Matthews PM., Benjamin D., Van Bakel I., Squier MV., Nicholson LV., Sewry C., Barnes PR., Hopkin J., Brown R., Hilton-Jones D.
Muscle pathology, dystrophin expression and X-inactivation patterns were studied in the muscle of five asymptomatic females heterozygous for deletions in the dystrophin gene (non-manifesting carriers) and five symptomatic carriers (manifesting carriers). Muscle from the non-manifesting carriers showed an increase in the population of centrally nucleated fibres (9.0 +/- 2.8%; controls, 1.4 +/- 0.3%), frequent fibers with abnormally interrupted dystrophin staining (38 +/- 5%), and, in sections from three individuals, small numbers of dystrophin-negative fibers (1-4%). The amount of dystrophin measured by immunoblotting was reduced to 64 +/- 5% (P < 0.001 n = 5) of normal. The pattern of X-inactivation in muscle DNA was non-biased (50: 50-60: 40) in all cases.
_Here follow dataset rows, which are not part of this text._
use std::fmt;
use std::sync::Arc;

use chrono::{DateTime, NaiveDate, NaiveDateTime, SecondsFormat, Utc};
use serde::Serialize;
use tracing::debug;

use crate::icons::{BuiltinIcon, DisplayIcon};
use crate::models::{SortPreference, SpaceObject, Tag, TAG_PROPERTY_KEY};

const NEVER_TEXT: &str = "—";

/// Refresh hook handed to a list row so actions can revalidate the lists
/// that show it.
pub type MutateCallback = Arc<dyn Fn() + Send + Sync>;

#[derive(Debug, Clone, PartialEq, Serialize)]
#[serde(tag = "kind", rename_all = "snake_case")]
pub enum Accessory {
    Icon { icon: DisplayIcon, tooltip: String },
    Text { text: String, tooltip: String },
    Date { date: DateTime<Utc>, tooltip: String },
    Tags { tags: Vec<Tag>, tooltip: String },
    /// Keeps the tag slot when an object carries no tags.
    Empty,
}

impl Accessory {
    pub fn tooltip(&self) -> Option<&str> {
        match self {
            Accessory::Icon { tooltip, .. }
            | Accessory::Text { tooltip, .. }
            | Accessory::Date { tooltip, .. }
            | Accessory::Tags { tooltip, .. } => Some(tooltip),
            Accessory::Empty => None,
        }
    }
}

#[derive(Clone)]
pub struct ListRow {
    pub object: SpaceObject,
    pub is_pinned: bool,
    pub accessories: Vec<Accessory>,
    pub mutate: Vec<MutateCallback>,
}

impl fmt::Debug for ListRow {
    fn fmt(&self, f: &mut fmt::Formatter<'_>) -> fmt::Result {
        f.debug_struct("ListRow")
            .field("object", &self.object.id)
            .field("is_pinned", &self.is_pinned)
            .field("accessories", &self.accessories)
            .field("mutate", &self.mutate.len())
            .finish()
    }
}

impl ListRow {
    pub fn revalidate(&self) {
        for mutate in &self.mutate {
            mutate();
        }
    }
}

/// Decorates a mapped object for the list view.
///
/// Slot order: pin star or date, tags, date (when the star took the first
/// slot), type.
pub fn process_object(
    object: SpaceObject,
    is_pinned: bool,
    mutate: Vec<Option<MutateCallback>>,
    sort: SortPreference,
) -> ListRow {
    let date = date_accessory(&object, sort);
    let mut accessories = Vec::with_capacity(4);

    if is_pinned {
        accessories.push(Accessory::Icon {
            icon: DisplayIcon::builtin(BuiltinIcon::Star),
            tooltip: "Pinned".to_string(),
        });
        accessories.push(tag_accessory(&object));
        accessories.push(date);
    } else {
        accessories.push(date);
        accessories.push(tag_accessory(&object));
    }
    accessories.push(type_accessory(&object));

    ListRow {
        object,
        is_pinned,
        accessories,
        mutate: mutate.into_iter().flatten().collect(),
    }
}

fn tag_accessory(object: &SpaceObject) -> Accessory {
    let tags = object
        .property(TAG_PROPERTY_KEY)
        .map(|property| property.tags().to_vec())
        .unwrap_or_default();
    if tags.is_empty() {
        return Accessory::Empty;
    }
    let names: Vec<&str> = tags.iter().map(|tag| tag.name.as_str()).collect();
    Accessory::Tags {
        tooltip: format!("Tags: {}", names.join(", ")),
        tags,
    }
}

fn date_accessory(object: &SpaceObject, sort: SortPreference) -> Accessory {
    let date = object
        .property(sort.date_key())
        .and_then(|property| property.date())
        .and_then(parse_date)
        .filter(|date| date.timestamp() != 0);

    match date {
        Some(date) => Accessory::Date {
            date,
            tooltip: format!(
                "{}: {}",
                sort.date_label(),
                date.to_rfc3339_opts(SecondsFormat::Secs, true)
            ),
        },
        None => Accessory::Text {
            text: NEVER_TEXT.to_string(),
            tooltip: format!("Never {}", sort.short_label()),
        },
    }
}

const NAIVE_DATE_TIME_FORMATS: [&str; 3] =
    ["%Y-%m-%dT%H:%M:%S%.f", "%Y-%m-%d %H:%M:%S%.f", "%Y-%m-%d %H:%M"];

/// Accepts RFC 3339, zone-less date-times (read as UTC) and bare dates
/// (midnight UTC).
fn parse_date(value: &str) -> Option<DateTime<Utc>> {
    let value = value.trim();
    if value.is_empty() {
        return None;
    }
    if let Ok(date) = DateTime::parse_from_rfc3339(value) {
        return Some(date.with_timezone(&Utc));
    }
    if let Some(date) = NAIVE_DATE_TIME_FORMATS
        .iter()
        .find_map(|format| NaiveDateTime::parse_from_str(value, format).ok())
    {
        return Some(date.and_utc());
    }
    if let Some(date) = NaiveDate::parse_from_str(value, "%Y-%m-%d")
        .ok()
        .and_then(|date| date.and_hms_opt(0, 0, 0))
    {
        return Some(date.and_utc());
    }
    debug!(value, "unparseable date property");
    None
}

fn type_accessory(object: &SpaceObject) -> Accessory {
    match &object.object_type {
        Some(object_type) => Accessory::Icon {
            icon: object_type.icon.clone(),
            tooltip: format!("Type: {}", object_type.name),
        },
        None => Accessory::Icon {
            icon: DisplayIcon::fallback_for(object.layout),
            tooltip: "Type: Unknown".to_string(),
        },
    }
}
In the manifesting carriers both highly biased (90: 10) and non-biased patterns of X-inactivation were found, but no consistent relationship was apparent between the patterns of X-inactivation and the proportions of dystrophin-negative fibers. We conclude from studies of the non-manifesting carriers that the proportion of residual dystrophin is similar to the relative activation in muscle of the X-chromosome carrying the wild-type allele. Extreme bias of X-inactivation can be associated with early clinical symptoms and severe pathology. However, as non-manifesting and some manifesting adult carriers had identical patterns of X-inactivation, abnormalities in the distribution of dystrophin, as well as overall levels of expression, may be important for the development of myopathic pathology.